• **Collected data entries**
▽
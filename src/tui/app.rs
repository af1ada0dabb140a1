use crossterm::event::{KeyCode, KeyEvent, KeyModifiers};

use crate::models::RankedParticipant;
use crate::refresh::Snapshot;
use crate::scoring::{next_tier, MilestoneTier, Shortfall};

#[derive(Debug, Clone, Copy, PartialEq, Eq)]
pub enum Screen {
    Board,
    Detail,
}

/// Work the event loop must do on behalf of the app.
#[derive(Debug, Clone, Copy, PartialEq, Eq)]
pub enum Action {
    Refresh,
}

pub struct App {
    pub screen: Screen,
    pub snapshot: Snapshot,
    pub selected: usize,
    pub should_quit: bool,
}

impl Default for App {
    fn default() -> Self {
        Self {
            screen: Screen::Board,
            snapshot: Snapshot::default(),
            selected: 0,
            should_quit: false,
        }
    }
}

impl App {
    pub fn new() -> Self {
        Self::default()
    }

    /// Takes a fresh snapshot from the state container, keeping the
    /// selection in range.
    pub fn update(&mut self, snapshot: Snapshot) {
        self.snapshot = snapshot;
        let len = self.snapshot.participants.len();
        if len == 0 {
            self.selected = 0;
            self.screen = Screen::Board;
        } else if self.selected >= len {
            self.selected = len - 1;
        }
    }

    pub fn participants(&self) -> &[RankedParticipant] {
        &self.snapshot.participants
    }

    pub fn selected_participant(&self) -> Option<&RankedParticipant> {
        self.snapshot.participants.get(self.selected)
    }

    /// Next tier for the selected participant and the badges still missing.
    pub fn selected_progress(&self) -> Option<(&'static MilestoneTier, Shortfall)> {
        let participant = &self.selected_participant()?.participant;
        next_tier(participant.milestone, &participant.counts())
    }

    pub fn move_selection_up(&mut self) {
        if self.selected > 0 {
            self.selected -= 1;
        }
    }

    pub fn move_selection_down(&mut self) {
        if self.selected < self.snapshot.participants.len().saturating_sub(1) {
            self.selected += 1;
        }
    }

    pub fn open_detail(&mut self) {
        if self.selected_participant().is_some() {
            self.screen = Screen::Detail;
        }
    }

    pub fn close_detail(&mut self) {
        self.screen = Screen::Board;
    }

    pub fn handle_key(&mut self, key: KeyEvent) -> Option<Action> {
        if key.code == KeyCode::Char('c') && key.modifiers.contains(KeyModifiers::CONTROL) {
            self.should_quit = true;
            return None;
        }

        match (self.screen, key.code) {
            (Screen::Detail, KeyCode::Esc | KeyCode::Enter | KeyCode::Char('q')) => {
                self.close_detail();
            }
            (Screen::Board, KeyCode::Esc | KeyCode::Char('q')) => {
                self.should_quit = true;
            }
            (Screen::Board, KeyCode::Up | KeyCode::Char('k')) => self.move_selection_up(),
            (Screen::Board, KeyCode::Down | KeyCode::Char('j')) => self.move_selection_down(),
            (Screen::Board, KeyCode::Enter) => self.open_detail(),
            (_, KeyCode::Char('r')) => return Some(Action::Refresh),
            _ => {}
        }
        None
    }
}

#[cfg(test)]
mod tests {
    use super::*;
    use crate::models::{Milestone, RawRecord, ScoredParticipant};

    fn snapshot(counts: &[(&str, u32)]) -> Snapshot {
        let participants = counts
            .iter()
            .enumerate()
            .map(|(i, (name, arcade))| RankedParticipant {
                rank: i + 1,
                participant: ScoredParticipant::from_record(
                    RawRecord::new(name).with_counts(*arcade, 4, 10, 4),
                    *arcade,
                    Milestone::M1,
                ),
            })
            .collect();

        Snapshot {
            participants,
            generation: 1,
            ..Default::default()
        }
    }

    fn key(code: KeyCode) -> KeyEvent {
        KeyEvent::new(code, KeyModifiers::NONE)
    }

    #[test]
    fn test_selection_bounds() {
        let mut app = App::new();
        app.update(snapshot(&[("a", 9), ("b", 5)]));

        app.handle_key(key(KeyCode::Up));
        assert_eq!(app.selected, 0);
        app.handle_key(key(KeyCode::Down));
        app.handle_key(key(KeyCode::Down));
        assert_eq!(app.selected, 1);

        app.update(snapshot(&[("a", 9)]));
        assert_eq!(app.selected, 0);
    }

    #[test]
    fn test_detail_popup() {
        let mut app = App::new();
        app.handle_key(key(KeyCode::Enter));
        assert_eq!(app.screen, Screen::Board);

        app.update(snapshot(&[("a", 4)]));
        app.handle_key(key(KeyCode::Enter));
        assert_eq!(app.screen, Screen::Detail);

        let (tier, missing) = app.selected_progress().unwrap();
        assert_eq!(tier.milestone, Milestone::M2);
        assert_eq!(missing.arcade_games, 2);

        app.handle_key(key(KeyCode::Esc));
        assert_eq!(app.screen, Screen::Board);
        assert!(!app.should_quit);
    }

    #[test]
    fn test_keys() {
        let mut app = App::new();
        assert_eq!(app.handle_key(key(KeyCode::Char('r'))), Some(Action::Refresh));
        app.handle_key(key(KeyCode::Char('q')));
        assert!(app.should_quit);

        let mut app = App::new();
        app.handle_key(KeyEvent::new(KeyCode::Char('c'), KeyModifiers::CONTROL));
        assert!(app.should_quit);
    }
}
use serde::{Deserialize, Serialize};
use serde_json::Value;

use super::Milestone;

pub const UNKNOWN_NAME: &str = "Unknown";

/// Score and milestone supplied by an authoritative source.
#[derive(Debug, Clone, PartialEq, Serialize, Deserialize)]
pub struct ProvidedScore {
    /// `None` when the payload carried a score that is not a number.
    pub score: Option<u32>,
    pub milestone: Milestone,
}

/// Participant badge counts as received from a data source.
#[derive(Debug, Clone, PartialEq, Serialize, Deserialize)]
pub struct RawRecord {
    pub name: String,
    pub arcade_games: u32,
    pub special_arcade_games: u32,
    pub trivia_games: u32,
    pub skill_badges: u32,
    pub lab_free_courses: u32,
    pub profile_url: Option<String>,
    pub provided: Option<ProvidedScore>,
}

impl Default for RawRecord {
    fn default() -> Self {
        Self {
            name: UNKNOWN_NAME.to_string(),
            arcade_games: 0,
            special_arcade_games: 0,
            trivia_games: 0,
            skill_badges: 0,
            lab_free_courses: 0,
            profile_url: None,
            provided: None,
        }
    }
}

impl RawRecord {
    pub fn new(name: &str) -> Self {
        Self {
            name: normalize_name(Some(name)),
            ..Default::default()
        }
    }

    pub fn with_counts(mut self, arcade: u32, trivia: u32, skill: u32, labs: u32) -> Self {
        self.arcade_games = arcade;
        self.trivia_games = trivia;
        self.skill_badges = skill;
        self.lab_free_courses = labs;
        self
    }

    pub fn is_authoritative(&self) -> bool {
        self.provided.is_some()
    }
}

/// A record after scoring. Rank is not stored here; it comes from the
/// position in the ranked list.
#[derive(Debug, Clone, PartialEq, Serialize, Deserialize)]
pub struct ScoredParticipant {
    pub name: String,
    pub arcade_games: u32,
    pub special_arcade_games: u32,
    pub trivia_games: u32,
    pub skill_badges: u32,
    pub lab_free_courses: u32,
    pub profile_url: Option<String>,
    pub score: u32,
    pub milestone: Milestone,
}

impl ScoredParticipant {
    pub fn from_record(record: RawRecord, score: u32, milestone: Milestone) -> Self {
        Self {
            name: record.name,
            arcade_games: record.arcade_games,
            special_arcade_games: record.special_arcade_games,
            trivia_games: record.trivia_games,
            skill_badges: record.skill_badges,
            lab_free_courses: record.lab_free_courses,
            profile_url: record.profile_url,
            score,
            milestone,
        }
    }

    /// Badge counts as an unscored record, for tier checks.
    pub fn counts(&self) -> RawRecord {
        RawRecord {
            name: self.name.clone(),
            arcade_games: self.arcade_games,
            special_arcade_games: self.special_arcade_games,
            trivia_games: self.trivia_games,
            skill_badges: self.skill_badges,
            lab_free_courses: self.lab_free_courses,
            profile_url: self.profile_url.clone(),
            provided: None,
        }
    }
}

#[derive(Debug, Clone, PartialEq, Serialize, Deserialize)]
pub struct RankedParticipant {
    pub rank: usize,
    #[serde(flatten)]
    pub participant: ScoredParticipant,
}

/// Entry in the leaderboard API payload.
#[derive(Debug, Clone, Serialize, Deserialize)]
pub struct LeaderboardEntry {
    pub name: String,
    pub game_badges: u32,
    pub special_game_badges: u32,
    pub trivia_badges: u32,
    pub skill_badges: u32,
    pub lab_badges: u32,
    pub total_points: u32,
    pub milestone: String,
    #[serde(skip_serializing_if = "Option::is_none")]
    pub profile_url: Option<String>,
}

impl From<&ScoredParticipant> for LeaderboardEntry {
    fn from(p: &ScoredParticipant) -> Self {
        Self {
            name: p.name.clone(),
            game_badges: p.arcade_games,
            special_game_badges: p.special_arcade_games,
            trivia_badges: p.trivia_games,
            skill_badges: p.skill_badges,
            lab_badges: p.lab_free_courses,
            total_points: p.score,
            milestone: p.milestone.to_string(),
            profile_url: p.profile_url.clone(),
        }
    }
}

pub fn normalize_name(name: Option<&str>) -> String {
    match name.map(str::trim) {
        Some(n) if !n.is_empty() => n.to_string(),
        _ => UNKNOWN_NAME.to_string(),
    }
}

/// Reads the leading integer of `text` the way a lenient form parser does:
/// leading whitespace and an optional sign, then digits up to the first
/// non-digit. Returns `None` when no digits are present.
pub fn parse_leading_int(text: &str) -> Option<i64> {
    let trimmed = text.trim_start();
    let (negative, rest) = match trimmed.as_bytes().first() {
        Some(b'-') => (true, &trimmed[1..]),
        Some(b'+') => (false, &trimmed[1..]),
        _ => (false, trimmed),
    };

    let digits: &str = {
        let end = rest
            .find(|c: char| !c.is_ascii_digit())
            .unwrap_or(rest.len());
        &rest[..end]
    };
    if digits.is_empty() {
        return None;
    }

    // Saturate instead of failing on absurdly long digit runs.
    let magnitude = digits.parse::<i64>().unwrap_or(i64::MAX);
    Some(if negative { -magnitude } else { magnitude })
}

fn clamp_count(value: i64) -> u32 {
    value.clamp(0, u32::MAX as i64) as u32
}

/// Count from text, `None` when the text holds no number.
pub fn coerce_text(text: &str) -> Option<u32> {
    parse_leading_int(text).map(clamp_count)
}

/// Badge count from text. Non-numeric or negative input becomes 0.
pub fn coerce_count(text: &str) -> u32 {
    coerce_text(text).unwrap_or(0)
}

/// Badge count from a JSON value. Numbers, numeric strings and anything
/// else (null, bool, containers) map to 0.
pub fn coerce_count_value(value: Option<&Value>) -> u32 {
    coerce_value(value).unwrap_or(0)
}

/// Like [`coerce_count_value`] but keeps the distinction between "not a
/// number" and zero.
pub fn coerce_value(value: Option<&Value>) -> Option<u32> {
    match value? {
        Value::Number(n) => {
            if let Some(u) = n.as_u64() {
                Some(u.min(u32::MAX as u64) as u32)
            } else if let Some(i) = n.as_i64() {
                Some(clamp_count(i))
            } else {
                n.as_f64()
                    .filter(|f| f.is_finite())
                    .map(|f| clamp_count(f.trunc() as i64))
            }
        }
        Value::String(s) => coerce_text(s),
        _ => None,
    }
}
△
• **What is expected**
Taking the entries above, restate exactly those lines that fall between the line with "if key.code == KeyCode::Char('c')" and the line with "(Screen::Board, KeyCode::Down |", keeping both of those lines too.

• **Output below**
        if key.code == KeyCode::Char('c') && key.modifiers.contains(KeyModifiers::CONTROL) {
            self.should_quit = true;
            return None;
        }

        match (self.screen, key.code) {
            (Screen::Detail, KeyCode::Esc | KeyCode::Enter | KeyCode::Char('q')) => {
                self.close_detail();
            }
            (Screen::Board, KeyCode::Esc | KeyCode::Char('q')) => {
                self.should_quit = true;
            }
            (Screen::Board, KeyCode::Up | KeyCode::Char('k')) => self.move_selection_up(),
            (Screen::Board, KeyCode::Down | KeyCode::Char('j')) => self.move_selection_down(),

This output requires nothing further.